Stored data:
☆ ☆ ☆ ☆ ☆

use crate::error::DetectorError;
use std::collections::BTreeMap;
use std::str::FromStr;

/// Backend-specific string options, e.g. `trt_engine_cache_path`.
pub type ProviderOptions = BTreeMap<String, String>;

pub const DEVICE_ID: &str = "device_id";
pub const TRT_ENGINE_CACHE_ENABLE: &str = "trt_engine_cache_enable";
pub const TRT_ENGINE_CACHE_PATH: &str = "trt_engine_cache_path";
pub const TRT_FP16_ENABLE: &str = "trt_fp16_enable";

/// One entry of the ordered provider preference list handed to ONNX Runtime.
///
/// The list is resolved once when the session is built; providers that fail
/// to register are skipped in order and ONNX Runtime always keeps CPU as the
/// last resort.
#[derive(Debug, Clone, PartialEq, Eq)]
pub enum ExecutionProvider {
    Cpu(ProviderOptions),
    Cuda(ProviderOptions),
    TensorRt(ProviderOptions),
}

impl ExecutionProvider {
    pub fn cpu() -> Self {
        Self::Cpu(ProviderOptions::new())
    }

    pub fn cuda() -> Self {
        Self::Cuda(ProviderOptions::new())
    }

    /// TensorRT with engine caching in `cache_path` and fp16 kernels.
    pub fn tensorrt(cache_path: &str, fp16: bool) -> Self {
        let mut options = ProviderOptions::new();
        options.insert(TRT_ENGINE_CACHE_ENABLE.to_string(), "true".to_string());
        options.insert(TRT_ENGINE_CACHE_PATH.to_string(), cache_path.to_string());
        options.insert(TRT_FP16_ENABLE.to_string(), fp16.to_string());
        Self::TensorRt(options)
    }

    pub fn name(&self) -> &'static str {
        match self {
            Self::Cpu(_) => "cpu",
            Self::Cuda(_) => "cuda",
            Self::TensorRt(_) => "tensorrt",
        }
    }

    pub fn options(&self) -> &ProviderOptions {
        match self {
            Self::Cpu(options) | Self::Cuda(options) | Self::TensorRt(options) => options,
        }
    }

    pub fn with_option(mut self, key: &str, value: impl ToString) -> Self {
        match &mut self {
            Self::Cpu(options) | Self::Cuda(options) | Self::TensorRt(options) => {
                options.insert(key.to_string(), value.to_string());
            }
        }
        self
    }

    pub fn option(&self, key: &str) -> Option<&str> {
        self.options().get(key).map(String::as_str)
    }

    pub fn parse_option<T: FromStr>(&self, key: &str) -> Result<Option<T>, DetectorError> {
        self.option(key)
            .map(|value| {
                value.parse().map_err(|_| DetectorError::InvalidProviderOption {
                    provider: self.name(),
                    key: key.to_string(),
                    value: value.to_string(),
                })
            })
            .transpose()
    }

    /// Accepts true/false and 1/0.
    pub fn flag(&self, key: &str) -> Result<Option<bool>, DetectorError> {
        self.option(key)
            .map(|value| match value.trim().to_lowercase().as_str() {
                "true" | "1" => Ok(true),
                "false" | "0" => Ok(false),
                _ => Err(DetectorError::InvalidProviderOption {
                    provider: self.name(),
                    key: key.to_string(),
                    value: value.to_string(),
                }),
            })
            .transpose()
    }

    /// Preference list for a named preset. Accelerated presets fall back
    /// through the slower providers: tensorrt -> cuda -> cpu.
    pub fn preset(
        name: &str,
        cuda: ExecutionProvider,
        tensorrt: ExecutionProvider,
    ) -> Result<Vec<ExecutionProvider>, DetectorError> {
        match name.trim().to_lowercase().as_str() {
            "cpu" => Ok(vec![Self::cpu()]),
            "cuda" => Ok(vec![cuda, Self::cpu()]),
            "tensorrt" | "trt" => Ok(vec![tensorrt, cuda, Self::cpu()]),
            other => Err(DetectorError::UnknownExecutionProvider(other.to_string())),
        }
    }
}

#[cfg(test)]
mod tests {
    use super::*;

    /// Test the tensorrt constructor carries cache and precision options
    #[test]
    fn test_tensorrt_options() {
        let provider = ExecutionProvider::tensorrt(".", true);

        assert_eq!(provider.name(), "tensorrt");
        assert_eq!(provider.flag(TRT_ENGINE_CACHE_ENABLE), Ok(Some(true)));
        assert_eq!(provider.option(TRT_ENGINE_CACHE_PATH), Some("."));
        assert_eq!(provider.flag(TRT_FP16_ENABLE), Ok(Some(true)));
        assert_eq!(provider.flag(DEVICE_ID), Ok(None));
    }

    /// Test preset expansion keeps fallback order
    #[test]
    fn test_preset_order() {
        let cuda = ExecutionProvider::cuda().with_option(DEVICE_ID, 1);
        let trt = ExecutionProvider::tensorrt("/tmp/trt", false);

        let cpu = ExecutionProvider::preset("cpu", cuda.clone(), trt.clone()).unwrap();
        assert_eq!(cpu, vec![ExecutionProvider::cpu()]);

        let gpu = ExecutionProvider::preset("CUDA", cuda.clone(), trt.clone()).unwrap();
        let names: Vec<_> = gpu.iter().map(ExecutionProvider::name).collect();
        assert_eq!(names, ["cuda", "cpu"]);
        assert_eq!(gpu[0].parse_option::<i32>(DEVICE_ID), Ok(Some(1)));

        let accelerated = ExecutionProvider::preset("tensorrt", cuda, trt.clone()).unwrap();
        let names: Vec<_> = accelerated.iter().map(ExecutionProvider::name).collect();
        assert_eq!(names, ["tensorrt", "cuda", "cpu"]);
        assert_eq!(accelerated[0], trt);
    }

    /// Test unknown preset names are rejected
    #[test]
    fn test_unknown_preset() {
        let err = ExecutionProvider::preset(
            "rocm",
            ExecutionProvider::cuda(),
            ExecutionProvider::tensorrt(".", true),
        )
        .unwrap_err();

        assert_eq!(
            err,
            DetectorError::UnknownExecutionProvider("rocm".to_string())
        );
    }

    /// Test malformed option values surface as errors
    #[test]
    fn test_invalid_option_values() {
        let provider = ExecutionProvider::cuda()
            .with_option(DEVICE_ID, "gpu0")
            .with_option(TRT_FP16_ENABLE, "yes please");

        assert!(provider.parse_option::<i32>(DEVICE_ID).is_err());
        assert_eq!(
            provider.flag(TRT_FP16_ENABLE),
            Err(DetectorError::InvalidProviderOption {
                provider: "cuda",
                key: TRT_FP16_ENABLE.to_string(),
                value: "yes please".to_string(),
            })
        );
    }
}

☆ ☆ ☆ ☆ ☆

## What to produce
Only lines holding the word "flag" are wanted, so copy each of them from the records above.

## Your response
    pub fn flag(&self, key: &str) -> Result<Option<bool>, DetectorError> {
        assert_eq!(provider.flag(TRT_ENGINE_CACHE_ENABLE), Ok(Some(true)));
        assert_eq!(provider.flag(TRT_FP16_ENABLE), Ok(Some(true)));
        assert_eq!(provider.flag(DEVICE_ID), Ok(None));
            provider.flag(TRT_FP16_ENABLE),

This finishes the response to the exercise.